The League of Women Voters is a national organization that began in the 1920s, directly following the Women’s Suffrage Movement. The organization’s main mission is build participation in the democratic process, study community issues at government levels and enables those to seek solutions to public policy issues. There are four levels to the organization which include the United States, California, the Bay Area, and Sonoma County.
Some of the services the League offers are citizenship classes as well as classes taught about voting literacy. The League is known for being non-partisan and for promoting members to be politically active in their community, by raising awareness about ballot measure and participating in the voting process.
The lecture included an extensive discussion about how the organization has been politically active and evolved over time.
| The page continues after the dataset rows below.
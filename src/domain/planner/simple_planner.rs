use crate::domain::cargo::cargo_unit::CargoUnit;
use crate::domain::planner::loading_plan::{LoadingPlan, PlanningOutcome};
use crate::domain::planner::planner_trait::{LoadingPlanner, sort_by_weight_descending};
use crate::domain::utils::id::CargoUnitId;
use crate::domain::vessel::section::Side;
use crate::domain::vessel::vessel::Vessel;

/// Units split into the two vessel sides, each bucket heaviest first.
#[derive(Debug, Default)]
pub struct Buckets<'a> {
    pub left: Vec<&'a CargoUnit>,
    pub right: Vec<&'a CargoUnit>,
    pub left_total: f64,
    pub right_total: f64,
}

impl Buckets<'_> {
    pub fn difference(&self) -> f64 {
        (self.left_total - self.right_total).abs()
    }
}

/// Two-bucket planner.
///
/// Sorted units are dealt to whichever side currently weighs less (ties go left), then each
/// bucket is stacked into the slots of its side, section by section, filling a slot before moving
/// on. Placement is simulated on a [`Vessel::snapshot`] so slot capacity is checked physically.
#[derive(Debug, Clone, Default)]
pub struct SimplePlanner;

impl SimplePlanner {
    pub fn new() -> Self {
        Self
    }

    /// Single greedy pass over `sorted` assigning each unit to the lighter bucket.
    pub fn split_into_buckets<'a>(sorted: &[&'a CargoUnit]) -> Buckets<'a> {
        let mut buckets = Buckets::default();

        for &unit in sorted {
            if buckets.right_total < buckets.left_total {
                buckets.right.push(unit);
                buckets.right_total += unit.weight();
            } else {
                buckets.left.push(unit);
                buckets.left_total += unit.weight();
            }
        }

        buckets
    }

    /// Stacks `bucket` into the `side` slots of `snapshot`.
    ///
    /// # Returns
    /// The ids of all units that did not fit on this side.
    fn fill_side(snapshot: &mut Vessel, side: Side, bucket: Vec<&CargoUnit>, plan: &mut LoadingPlan) -> Vec<CargoUnitId> {
        let mut pending = bucket.into_iter();
        let mut rejected = Vec::new();

        'sections: for section in snapshot.sections_mut() {
            for slot in section.slots_mut(side) {
                while slot.can_accept() {
                    let Some(unit) = pending.next() else {
                        break 'sections;
                    };

                    let slot_id = slot.id();
                    match slot.place(unit.clone()) {
                        Ok(()) => {
                            plan.insert(unit.id(), slot_id);
                        }
                        Err(e) => {
                            log::error!("Simulated placement failed: {}", e);
                            rejected.push(unit.id());
                        }
                    }
                }
            }
        }

        rejected.extend(pending.map(|unit| unit.id()));
        if !rejected.is_empty() {
            log::warn!("{} cargo units do not fit on the {:?} side of the vessel.", rejected.len(), side);
        }

        rejected
    }
}

impl LoadingPlanner for SimplePlanner {
    fn name(&self) -> &'static str {
        "Simple"
    }

    fn generate_plan(&self, vessel: &Vessel, population: &[CargoUnit]) -> PlanningOutcome {
        let mut snapshot = vessel.snapshot();
        let sorted = sort_by_weight_descending(population);

        let buckets = Self::split_into_buckets(&sorted);
        log::debug!(
            "Bucket split: {} units / {:.1} left, {} units / {:.1} right.",
            buckets.left.len(),
            buckets.left_total,
            buckets.right.len(),
            buckets.right_total
        );

        let mut plan = LoadingPlan::new();
        let mut unplaced = Self::fill_side(&mut snapshot, Side::Left, buckets.left, &mut plan);
        unplaced.extend(Self::fill_side(&mut snapshot, Side::Right, buckets.right, &mut plan));

        log::info!("Simple planner assigned {} cargo units, {} left unassigned.", plan.len(), unplaced.len());

        PlanningOutcome { plan, unplaced }
    }
}
use thiserror::Error;

/// A rejected push. The item is handed back untouched.
#[derive(Debug, Error, PartialEq, Eq)]
#[error("Stack is full (capacity: {capacity})")]
pub struct StackFull<T> {
    pub capacity: usize,
    pub item: T,
}

/// Fixed-capacity last-in-first-out container.
///
/// The capacity is set once at construction. The backing vector is preallocated
/// and never grows past it.
#[derive(Debug, Clone)]
pub struct BoundedStack<T> {
    capacity: usize,
    elements: Vec<T>,
}

impl<T> BoundedStack<T> {
    pub fn new(capacity: usize) -> Self {
        BoundedStack { capacity, elements: Vec::with_capacity(capacity) }
    }

    /// Pushes `item` on top of the stack.
    ///
    /// # Returns
    /// `Err(StackFull)` carrying `item` if the stack already holds `capacity` items.
    pub fn push(&mut self, item: T) -> Result<(), StackFull<T>> {
        if self.is_full() {
            return Err(StackFull { capacity: self.capacity, item });
        }

        self.elements.push(item);
        Ok(())
    }

    pub fn pop(&mut self) -> Option<T> {
        self.elements.pop()
    }

    pub fn peek(&self) -> Option<&T> {
        self.elements.last()
    }

    pub fn peek_mut(&mut self) -> Option<&mut T> {
        self.elements.last_mut()
    }

    pub fn size(&self) -> usize {
        self.elements.len()
    }

    pub fn capacity(&self) -> usize {
        self.capacity
    }

    pub fn is_full(&self) -> bool {
        self.elements.len() >= self.capacity
    }

    pub fn is_empty(&self) -> bool {
        self.elements.is_empty()
    }

    /// Iterates the occupants from bottom to top without modifying the stack.
    pub fn iter(&self) -> std::slice::Iter<'_, T> {
        self.elements.iter()
    }
}
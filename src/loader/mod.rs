pub mod parser;
pub mod plan_codec;
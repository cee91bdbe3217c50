use crate::domain::utils::id::{SectionId, VesselId};
use crate::domain::vessel::vessel::Vessel;

#[derive(Debug, Clone, PartialEq)]
pub struct SectionLoad {
    pub section: SectionId,
    pub left_weight: f64,
    pub right_weight: f64,
    pub occupants: usize,
}

/// Weight distribution of a vessel at one point in time.
#[derive(Debug, Clone, PartialEq)]
pub struct LoadDistribution {
    pub vessel: VesselId,
    pub sections: Vec<SectionLoad>,
    pub total_left_weight: f64,
    pub total_right_weight: f64,
}

impl LoadDistribution {
    pub fn from_vessel(vessel: &Vessel) -> Self {
        let sections: Vec<SectionLoad> = vessel
            .sections()
            .iter()
            .map(|section| SectionLoad {
                section: section.id(),
                left_weight: section.left_weight(),
                right_weight: section.right_weight(),
                occupants: section.all_slots().map(|slot| slot.occupant_count()).sum(),
            })
            .collect();

        let total_left_weight = sections.iter().map(|section| section.left_weight).sum();
        let total_right_weight = sections.iter().map(|section| section.right_weight).sum();

        LoadDistribution { vessel: vessel.id(), sections, total_left_weight, total_right_weight }
    }

    pub fn balance_value(&self) -> f64 {
        (self.total_left_weight - self.total_right_weight).abs()
    }

    pub fn occupants(&self) -> usize {
        self.sections.iter().map(|section| section.occupants).sum()
    }

    /// Writes the per-section and total weights to the log.
    pub fn log_summary(&self) {
        log::info!("Load distribution of vessel {}:", self.vessel);
        for (index, section) in self.sections.iter().enumerate() {
            log::info!(
                "  Section {:>2}: left {:>12.1} | right {:>12.1} | {} units",
                index + 1,
                section.left_weight,
                section.right_weight,
                section.occupants
            );
        }
        log::info!("Total weight left: {:.1}", self.total_left_weight);
        log::info!("Total weight right: {:.1}", self.total_right_weight);
        log::info!("Balance value: {:.1} ({} units on board)", self.balance_value(), self.occupants());
    }
}
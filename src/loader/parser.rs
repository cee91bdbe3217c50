use serde::de::DeserializeOwned;
use std::fs;
use std::path::Path;

use crate::api::stowage_config_dto::StowageConfigDto;
use crate::error::{Error, Result};

/// Parses a JSON file into a given type `T`.
///
/// This function reads a file from `file_path`, attempts to parse it
/// as JSON, and returns an instance of `T`.
///
/// Errors are automatically converted into `crate::error::Error` variants:
/// - `Error::IoError` if the file cannot be read.
/// - `Error::DeserializationError` if the JSON is malformed.
pub fn parse_json_file<T: DeserializeOwned, P: AsRef<Path>>(file_path: P) -> Result<T> {
    let data = fs::read_to_string(file_path).map_err(Error::IoError)?;

    let parsed_data: T = serde_json::from_str(&data).map_err(Error::DeserializationError)?;

    Ok(parsed_data)
}

/// Loads the stowage configuration, falling back to the built-in defaults when no file is given.
pub fn load_config<P: AsRef<Path>>(file_path: Option<P>) -> Result<StowageConfigDto> {
    match file_path {
        Some(path) => {
            log::info!("Loading configuration from '{}'.", path.as_ref().display());
            parse_json_file(path)
        }
        None => {
            log::info!("No configuration file given, using the default scenario.");
            Ok(StowageConfigDto::default())
        }
    }
}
In the 1940s the group contributed to publicizing the issue of Public Safety and FDA regulating food. In the 1960s they participated in the Civil Rights Movement. In the ‘70s men were first admitted to the league and they established interleague organizations to combat local issues.
Burrington discussed how one of the League’s most notable members was Eleanor Roosevelt, who led the organization’s New York chapter.
“If you’ve ever raised your head above the crowd to go against the consensus you’ll know how Eleanor Roosevelt felt,” Burrington said.
Burrington invited those attending the lecture to get involved with the organization through voter service, membership, programs and social media groups.
“This lecture was helpful because helpful bc it reminded people to vote and opened a forum for questions,” said junior Edith Ayala.
Burrington also brought up a historical moment that occurred within their organization in the 1980s. This was the first time women began mediating presidential debates and The League of Women Voters were asked to mediate a particular debate, but they refused.
“We had no intention of becoming just an accessory to the political process,” Burrington said.
One of the most influential events in history, that prompted the creation of this organization, was women earning the right to vote via the 19th Amendment.
“This lecture makes me appreciate The League of Women Voters and the country that allows me to vote as a woman,” junior Gaby Medina said.
The League of Women Voters encourages people of all ages and backgrounds to get involved with their organization. Burrington especially encouraged young people to help maintain the social media aspect of the organization.
During the open forum, people asked about the upcoming election, as well as basic voting. Burrington reminded those in attendance that it’s crucial to have your absentee ballot postmarked by Nov. 8 or it will not be counted.